Wellington, J., R. Harper, and K.J. Thompson. 2022. "hlink." https://github.com/ipums/hlink: Institute for Social Research and Data Innovation, University of Minnesota.

Installation

hlink requires

  • Python 3.10, 3.11, or 3.12
  • Java 8 or greater for integration with PySpark

You can install the newest version of the Python package directly from PyPI with pip:

pip install hlink

We do our best to make hlink compatible with Python 3.10-3.12. If you have a problem using hlink on one of these versions of Python, please open an issue through GitHub. Versions of Python older than 3.10 are not supported.
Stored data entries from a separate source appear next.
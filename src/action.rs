//! Structured Actions
//!
//! The closed set of operations a command can resolve to, and the strict
//! decoder for the model's `{"action": ..., "parameters": {...}}` payload.

use chrono::{DateTime, Duration, Utc};
use serde::Deserialize;
use std::fmt;
use thiserror::Error;

/// Upper bound on a meeting's length (one week)
const MAX_DURATION_MINUTES: u32 = 7 * 24 * 60;

/// Decoding/validation errors for an action payload
#[derive(Error, Debug, Clone, PartialEq)]
pub enum ActionError {
    #[error("response is not a JSON action object: {0}")]
    NotJson(String),

    #[error("invalid parameters for {action}: {reason}")]
    InvalidParameters { action: ActionKind, reason: String },

    #[error("invalid start time {value:?}: expected RFC 3339")]
    InvalidStartTime { value: String },

    #[error("duration must be between 1 and {max} minutes, got {value}")]
    InvalidDuration { value: i64, max: u32 },

    #[error("missing {field}")]
    MissingField { field: &'static str },

    #[error("attendee {index} is blank")]
    BlankAttendee { index: usize },
}

/// Names of the supported actions
#[derive(Debug, Clone, Copy, PartialEq, Eq, Hash)]
pub enum ActionKind {
    ScheduleMeeting,
    SendEmail,
    ListEvents,
    SendDailyReminder,
}

impl ActionKind {
    pub const ALL: [ActionKind; 4] = [
        Self::ScheduleMeeting,
        Self::SendEmail,
        Self::ListEvents,
        Self::SendDailyReminder,
    ];

    /// Wire name the model is asked to emit
    pub fn as_str(&self) -> &'static str {
        match self {
            Self::ScheduleMeeting => "schedule_meeting",
            Self::SendEmail => "send_email",
            Self::ListEvents => "get_events",
            Self::SendDailyReminder => "remind",
        }
    }

    /// Human description used in replies
    pub fn describe(&self) -> &'static str {
        match self {
            Self::ScheduleMeeting => "schedule a meeting",
            Self::SendEmail => "send an email",
            Self::ListEvents => "list your upcoming events",
            Self::SendDailyReminder => "send your daily reminder",
        }
    }

    /// Accepts the wire name and a few aliases
    pub fn from_name(name: &str) -> Option<Self> {
        match name.trim().to_lowercase().as_str() {
            "schedule_meeting" => Some(Self::ScheduleMeeting),
            "send_email" => Some(Self::SendEmail),
            "get_events" | "list_events" => Some(Self::ListEvents),
            "remind" | "send_daily_reminder" | "daily_reminder" => Some(Self::SendDailyReminder),
            _ => None,
        }
    }
}

impl fmt::Display for ActionKind {
    fn fmt(&self, f: &mut fmt::Formatter<'_>) -> fmt::Result {
        f.write_str(self.as_str())
    }
}

/// Meeting request, already validated
#[derive(Debug, Clone, PartialEq, Eq)]
pub struct MeetingRequest {
    pub attendees: Vec<String>,
    pub start: DateTime<Utc>,
    pub duration_minutes: u32,
    pub title: String,
}

impl MeetingRequest {
    /// Validate raw meeting fields (shared by the model path and `/api/schedule`).
    ///
    /// Values are kept exactly as supplied; blank ones are rejected.
    pub fn parse(
        attendees: Vec<String>,
        start_time: &str,
        duration_minutes: i64,
        title: &str,
    ) -> Result<Self, ActionError> {
        let start = DateTime::parse_from_rfc3339(start_time.trim())
            .map_err(|_| ActionError::InvalidStartTime {
                value: start_time.to_string(),
            })?
            .with_timezone(&Utc);

        let duration_minutes = u32::try_from(duration_minutes)
            .ok()
            .filter(|d| (1..=MAX_DURATION_MINUTES).contains(d))
            .ok_or(ActionError::InvalidDuration {
                value: duration_minutes,
                max: MAX_DURATION_MINUTES,
            })?;

        if title.trim().is_empty() {
            return Err(ActionError::MissingField { field: "title" });
        }

        if let Some(index) = attendees.iter().position(|a| a.trim().is_empty()) {
            return Err(ActionError::BlankAttendee { index });
        }

        Ok(Self {
            attendees,
            start,
            duration_minutes,
            title: title.to_string(),
        })
    }

    pub fn duration(&self) -> Duration {
        Duration::minutes(i64::from(self.duration_minutes))
    }

    pub fn end(&self) -> DateTime<Utc> {
        self.start + self.duration()
    }
}

/// Email request; `body: None` means "generate one"
#[derive(Debug, Clone, PartialEq, Eq)]
pub struct EmailRequest {
    pub to: String,
    pub subject: String,
    pub body: Option<String>,
}

impl EmailRequest {
    pub fn parse(to: &str, subject: &str, body: Option<String>) -> Result<Self, ActionError> {
        if to.trim().is_empty() {
            return Err(ActionError::MissingField { field: "to_email" });
        }
        if subject.trim().is_empty() {
            return Err(ActionError::MissingField { field: "subject" });
        }
        Ok(Self {
            to: to.to_string(),
            subject: subject.to_string(),
            body: body.filter(|b| !b.trim().is_empty()),
        })
    }
}

/// What a command resolved to
#[derive(Debug, Clone, PartialEq, Eq)]
pub enum Action {
    ScheduleMeeting(MeetingRequest),
    SendEmail(EmailRequest),
    ListEvents,
    SendDailyReminder,
    /// Well-formed payload naming an action outside the closed set
    Unrecognized { action: String },
}

impl Action {
    pub fn kind(&self) -> Option<ActionKind> {
        match self {
            Self::ScheduleMeeting(_) => Some(ActionKind::ScheduleMeeting),
            Self::SendEmail(_) => Some(ActionKind::SendEmail),
            Self::ListEvents => Some(ActionKind::ListEvents),
            Self::SendDailyReminder => Some(ActionKind::SendDailyReminder),
            Self::Unrecognized { .. } => None,
        }
    }

    /// Strictly decode a model payload.
    ///
    /// An unknown action name is not an error: it yields [`Action::Unrecognized`].
    pub fn decode(text: &str) -> Result<Self, ActionError> {
        let envelope: Envelope =
            serde_json::from_str(text).map_err(|e| ActionError::NotJson(e.to_string()))?;

        let Some(kind) = ActionKind::from_name(&envelope.action) else {
            return Ok(Self::Unrecognized {
                action: envelope.action,
            });
        };

        let parameters = if envelope.parameters.is_null() {
            serde_json::Value::Object(Default::default())
        } else {
            envelope.parameters
        };
        let invalid = |e: serde_json::Error| ActionError::InvalidParameters {
            action: kind,
            reason: e.to_string(),
        };

        match kind {
            ActionKind::ScheduleMeeting => {
                let p: MeetingParameters = serde_json::from_value(parameters).map_err(invalid)?;
                Ok(Self::ScheduleMeeting(MeetingRequest::parse(
                    p.attendees,
                    &p.start_time,
                    p.duration_minutes,
                    &p.title,
                )?))
            }
            ActionKind::SendEmail => {
                let p: EmailParameters = serde_json::from_value(parameters).map_err(invalid)?;
                Ok(Self::SendEmail(EmailRequest::parse(&p.to_email, &p.subject, p.body)?))
            }
            ActionKind::ListEvents => Ok(Self::ListEvents),
            ActionKind::SendDailyReminder => Ok(Self::SendDailyReminder),
        }
    }
}

#[derive(Debug, Deserialize)]
struct Envelope {
    action: String,
    #[serde(default)]
    parameters: serde_json::Value,
}

#[derive(Debug, Deserialize)]
struct MeetingParameters {
    #[serde(default)]
    attendees: Vec<String>,
    start_time: String,
    duration_minutes: i64,
    title: String,
}

#[derive(Debug, Deserialize)]
struct EmailParameters {
    to_email: String,
    subject: String,
    #[serde(default)]
    body: Option<String>,
}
Note that PySpark 3.5 does not yet officially support Python 3.12. If you encounter PySpark-related import errors while running hlink on Python 3.12, try

  • Installing the setuptools package. The distutils package was deleted from the standard library in Python 3.12, but some versions of PySpark still import it. The setuptools package provides a hacky stand-in distutils library which should fix some import errors in PySpark. We install setuptools in our development and test dependencies so that our tests work on Python 3.12.

  • Downgrading Python to 3.10 or 3.11. PySpark officially supports these versions of Python. So you should have better chances getting PySpark to work well on Python 3.10 or 3.11.
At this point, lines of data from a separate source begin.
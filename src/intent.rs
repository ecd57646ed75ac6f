//! Intent Resolver
//!
//! Turns a free-text command into a structured [`Action`] with a single
//! language-model call. The model's reply is decoded strictly; when that
//! fails, a narrow keyword check only works out *which* action was meant so
//! the error can say so. It never extracts parameters and never acts.

use crate::action::{Action, ActionError, ActionKind};
use crate::capabilities::{LanguageModelCapability, UpstreamError};
use chrono::{DateTime, Utc};
use chrono_tz::Tz;
use once_cell::sync::Lazy;
use regex::Regex;
use std::sync::Arc;
use thiserror::Error;
use tracing::{debug, info, warn};

/// Resolver failures
#[derive(Error, Debug, Clone, PartialEq)]
pub enum IntentError {
    #[error("Failed to process command: {0}")]
    Upstream(#[from] UpstreamError),

    /// The reply named a supported action but its parameters were unusable
    #[error("could not read the details for {intended}: {reason}")]
    Malformed {
        intended: ActionKind,
        raw: String,
        reason: ActionError,
    },

    #[error("model reply did not match any supported action")]
    Unparseable { raw: String },
}

// Keyword sets for the diagnostic fallback
static SCHEDULE_KEYWORDS: &[&str] = &["schedule", "meeting", "book", "invite", "set up a call"];

static EMAIL_KEYWORDS: &[&str] = &["email", "e-mail", "mail to", "to_email", "subject"];

static LIST_KEYWORDS: &[&str] = &["events", "calendar", "agenda", "upcoming", "what's on"];

static REMINDER_KEYWORDS: &[&str] = &["remind", "reminder", "daily summary", "briefing"];

static ACTION_NAME_PATTERN: Lazy<Regex> = Lazy::new(|| {
    Regex::new(
        r"(?i)\b(schedule_meeting|send_email|get_events|list_events|send_daily_reminder|daily_reminder|remind)\b",
    )
    .unwrap()
});

static FENCE_PATTERN: Lazy<Regex> =
    Lazy::new(|| Regex::new(r"(?s)^\s*```[A-Za-z]*\s*(.*?)\s*```\s*$").unwrap());

/// Remove a surrounding Markdown code fence, if any
pub fn strip_code_fence(text: &str) -> &str {
    match FENCE_PATTERN.captures(text).and_then(|c| c.get(1)) {
        Some(inner) => inner.as_str(),
        None => text.trim(),
    }
}

/// Best guess at which action a reply was aiming for.
///
/// Explicit action names win; otherwise the keyword set with the most hits,
/// and no guess on a tie.
pub fn detect_intended_action(text: &str) -> Option<ActionKind> {
    if let Some(m) = ACTION_NAME_PATTERN.captures(text).and_then(|c| c.get(1)) {
        return ActionKind::from_name(m.as_str());
    }

    let lower = text.to_lowercase();
    let score = |keywords: &[&str]| keywords.iter().filter(|k| lower.contains(*k)).count();

    let mut scores = [
        (ActionKind::ScheduleMeeting, score(SCHEDULE_KEYWORDS)),
        (ActionKind::SendEmail, score(EMAIL_KEYWORDS)),
        (ActionKind::ListEvents, score(LIST_KEYWORDS)),
        (ActionKind::SendDailyReminder, score(REMINDER_KEYWORDS)),
    ];
    scores.sort_by(|a, b| b.1.cmp(&a.1));

    match scores {
        [(_, 0), ..] => None,
        [(best, top), (_, second), ..] if top > second => Some(best),
        _ => None,
    }
}

/// Resolves commands through the language model
pub struct IntentResolver {
    model: Arc<dyn LanguageModelCapability>,
    timezone: Tz,
}

impl IntentResolver {
    pub fn new(model: Arc<dyn LanguageModelCapability>, timezone: Tz) -> Self {
        Self { model, timezone }
    }

    /// Prompt listing every supported action and its exact parameter schema
    pub fn build_prompt(&self, command: &str, now: DateTime<Utc>) -> String {
        let local_now = now.with_timezone(&self.timezone);
        format!(
            r#"You are an executive assistant. Convert the user's command into exactly one action.

Current time: {now} ({tz})

Supported actions and their parameters:
- "{schedule}": {{"attendees": [email, ...], "start_time": RFC 3339 timestamp with offset, "duration_minutes": integer, "title": string}}
- "{email}": {{"to_email": email, "subject": string, "body": string (optional, omit to have it written for you)}}
- "{list}": {{}}
- "{remind}": {{}}

If the command does not fit any of these, use "unknown" as the action.

Respond with ONLY a JSON object of the form {{"action": "<name>", "parameters": {{...}}}} and no other text.

Command: {command}"#,
            now = local_now.to_rfc3339(),
            tz = self.timezone.name(),
            schedule = ActionKind::ScheduleMeeting,
            email = ActionKind::SendEmail,
            list = ActionKind::ListEvents,
            remind = ActionKind::SendDailyReminder,
            command = command,
        )
    }

    /// Resolve a command; makes exactly one model call
    pub async fn resolve(&self, command: &str) -> Result<Action, IntentError> {
        let prompt = self.build_prompt(command, Utc::now());
        let raw = self.model.complete(&prompt).await?;
        debug!(model = self.model.name(), reply_len = raw.len(), "Model replied");
        Self::interpret(raw)
    }

    /// Decode a model reply
    pub fn interpret(raw: String) -> Result<Action, IntentError> {
        match Action::decode(strip_code_fence(&raw)) {
            Ok(action) => {
                if let Action::Unrecognized { action: name } = &action {
                    info!(action = %name, "Model chose an unsupported action");
                }
                Ok(action)
            }
            Err(reason) => {
                warn!(raw = %raw, "Could not decode model reply: {}", reason);
                match detect_intended_action(&raw) {
                    Some(intended) => Err(IntentError::Malformed {
                        intended,
                        raw,
                        reason,
                    }),
                    None => Err(IntentError::Unparseable { raw }),
                }
            }
        }
    }
}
Additional Machine Learning Algorithms

hlink has optional support for two additional machine learning algorithms, XGBoost and LightGBM. Both of these algorithms are highly performant gradient boosting libraries, each with its own characteristics. These algorithms are not implemented directly in Spark, so they require some additional dependencies. To install the required Python dependencies, run

pip install hlink[xgboost]

for XGBoost or

pip install hlink[lightgbm]

for LightGBM. If you would like to install both at once, you can run

pip install hlink[xgboost,lightgbm]

to get the Python dependencies for both. Both XGBoost and LightGBM also require libomp, which will need to be installed separately if you don't already have it.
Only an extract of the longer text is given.